December 5th, Final Day
12:30 pm – When I was going to retrieve my phone, I was surprised that I didn’t feel excitement or relief. Rather, I felt guilty because I had a feeling that I was going to slip right into my old habits and the experiment would be for nothing. Right after turning it on, I was bombarded with messages and notifications, and I spent over an hour catching myself up. This was frustrating for me because I was completely aware that I was doing it, yet I was doing nothing to stop myself.

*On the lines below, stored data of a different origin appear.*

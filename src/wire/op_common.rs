use super::{read_exact_or, read_u16, read_u32, write_all_or, write_u16, write_u32, USBIP_VERSION};
use crate::error::WireError;
use std::io::{Read, Write};

/// USB/IP control-plane opcodes. `REQ_*` values have the top bit set
/// (`0x8000`) per the wire protocol; `REP_*` values share the low bits
/// with their request but without the top bit.
#[derive(Debug, Clone, Copy, PartialEq, Eq)]
pub enum OpCode {
    ReqDevlist,
    RepDevlist,
    ReqImport,
    RepImport,
}

impl OpCode {
    pub fn wire_value(self) -> u16 {
        match self {
            OpCode::ReqImport => 0x8003,
            OpCode::RepImport => 0x0003,
            OpCode::ReqDevlist => 0x8005,
            OpCode::RepDevlist => 0x0005,
        }
    }

    pub fn from_wire(value: u16) -> Result<Self, WireError> {
        match value {
            0x8003 => Ok(OpCode::ReqImport),
            0x0003 => Ok(OpCode::RepImport),
            0x8005 => Ok(OpCode::ReqDevlist),
            0x0005 => Ok(OpCode::RepDevlist),
            other => Err(WireError::UnknownOpcode(other)),
        }
    }
}

/// The `op_common` preamble shared by every control-plane packet.
#[derive(Debug, Clone, Copy, PartialEq, Eq)]
pub struct OpCommon {
    pub version: u16,
    pub code: OpCode,
    pub status: u32,
}

impl OpCommon {
    pub fn new(code: OpCode, status: u32) -> Self {
        OpCommon {
            version: USBIP_VERSION,
            code,
            status,
        }
    }

    pub fn read_from(r: &mut impl Read) -> Result<Self, WireError> {
        let version = read_u16(r)?;
        let code_raw = read_u16(r)?;
        let status = read_u32(r)?;
        if version != USBIP_VERSION {
            return Err(WireError::UnsupportedVersion(version));
        }
        Ok(OpCommon {
            version,
            code: OpCode::from_wire(code_raw)?,
            status,
        })
    }

    pub fn write_to(&self, w: &mut impl Write) -> Result<(), WireError> {
        write_u16(w, self.version)?;
        write_u16(w, self.code.wire_value())?;
        write_u32(w, self.status)
    }
}

const BUS_ID_LEN: usize = 32;

/// `op_import_request`: the client's half of the import handshake.
#[derive(Debug, Clone, PartialEq, Eq)]
pub struct ImportRequest {
    pub bus_id: String,
}

impl ImportRequest {
    pub fn new(bus_id: &str) -> Result<Self, WireError> {
        if !bus_id.is_ascii() || bus_id.len() > BUS_ID_LEN - 1 {
            return Err(WireError::InvalidBusId(bus_id.to_owned()));
        }
        Ok(ImportRequest {
            bus_id: bus_id.to_owned(),
        })
    }

    pub fn write_to(&self, w: &mut impl Write) -> Result<(), WireError> {
        let mut buf = [0u8; BUS_ID_LEN];
        buf[..self.bus_id.len()].copy_from_slice(self.bus_id.as_bytes());
        write_all_or(w, &buf)
    }

    pub fn read_from(r: &mut impl Read) -> Result<Self, WireError> {
        let mut buf = [0u8; BUS_ID_LEN];
        read_exact_or(r, &mut buf)?;
        Ok(ImportRequest {
            bus_id: bus_id_from_bytes(&buf),
        })
    }
}

pub(crate) fn bus_id_from_bytes(buf: &[u8; BUS_ID_LEN]) -> String {
    let nul = buf.iter().position(|&b| b == 0).unwrap_or(buf.len());
    String::from_utf8_lossy(&buf[..nul]).into_owned()
}

/// `udev` as carried in `op_import_reply`.
#[derive(Debug, Clone, PartialEq, Eq)]
pub struct ImportReply {
    pub path: String,
    pub bus_id: String,
    pub busnum: u32,
    pub devnum: u32,
    pub speed: u32,
    pub id_vendor: u16,
    pub id_product: u16,
    pub bcd_device: u16,
    pub device_class: u8,
    pub device_sub_class: u8,
    pub device_protocol: u8,
    pub configuration_value: u8,
    pub num_configurations: u8,
    pub num_interfaces: u8,
}

const PATH_LEN: usize = 256;

impl ImportReply {
    pub fn write_to(&self, w: &mut impl Write) -> Result<(), WireError> {
        let mut path_buf = [0u8; PATH_LEN];
        let path_bytes = self.path.as_bytes();
        let n = path_bytes.len().min(PATH_LEN - 1);
        path_buf[..n].copy_from_slice(&path_bytes[..n]);
        write_all_or(w, &path_buf)?;

        let mut bus_id_buf = [0u8; BUS_ID_LEN];
        let bus_id_bytes = self.bus_id.as_bytes();
        let n = bus_id_bytes.len().min(BUS_ID_LEN - 1);
        bus_id_buf[..n].copy_from_slice(&bus_id_bytes[..n]);
        write_all_or(w, &bus_id_buf)?;

        write_u32(w, self.busnum)?;
        write_u32(w, self.devnum)?;
        write_u32(w, self.speed)?;
        write_u16(w, self.id_vendor)?;
        write_u16(w, self.id_product)?;
        write_u16(w, self.bcd_device)?;
        write_all_or(
            w,
            &[
                self.device_class,
                self.device_sub_class,
                self.device_protocol,
                self.configuration_value,
                self.num_configurations,
                self.num_interfaces,
            ],
        )
    }

    pub fn read_from(r: &mut impl Read) -> Result<Self, WireError> {
        let mut path_buf = [0u8; PATH_LEN];
        read_exact_or(r, &mut path_buf)?;
        let nul = path_buf.iter().position(|&b| b == 0).unwrap_or(PATH_LEN);
        let path = String::from_utf8_lossy(&path_buf[..nul]).into_owned();

        let mut bus_id_buf = [0u8; BUS_ID_LEN];
        read_exact_or(r, &mut bus_id_buf)?;
        let bus_id = bus_id_from_bytes(&bus_id_buf);

        let busnum = read_u32(r)?;
        let devnum = read_u32(r)?;
        let speed = read_u32(r)?;
        let id_vendor = read_u16(r)?;
        let id_product = read_u16(r)?;
        let bcd_device = read_u16(r)?;

        let mut tail = [0u8; 6];
        read_exact_or(r, &mut tail)?;

        Ok(ImportReply {
            path,
            bus_id,
            busnum,
            devnum,
            speed,
            id_vendor,
            id_product,
            bcd_device,
            device_class: tail[0],
            device_sub_class: tail[1],
            device_protocol: tail[2],
            configuration_value: tail[3],
            num_configurations: tail[4],
            num_interfaces: tail[5],
        })
    }
}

When I first told people about what I was doing, a lot of them looked surprised. “I could never do that,” they said to me, shaking their heads. I’m proud of myself for being able to complete the experiment, and it felt liberating to know that I could live my day-to-day life without being sucked into a screen for 6 hours and 34 minutes of the day. It was also cool to see how I felt more satisfied with what I did with my day. Because I was more aware with how I spent my time and everything I did during the week had a clear purpose, there was less time-wasting and I didn’t feel bad about myself
That being said, it was slightly disturbing to see how much my phone was ingrained into my daily life and how easy it was to slip back into my old routine. After this, I plan on finding more ways to reduce the amount of time I spend on my phone because I know it makes me feel better, and I encourage other people to do the same. If I was able to last a whole week without listening to Taylor Swift in the car, then I’m sure other people can learn to not have their phones on them 24/7 too.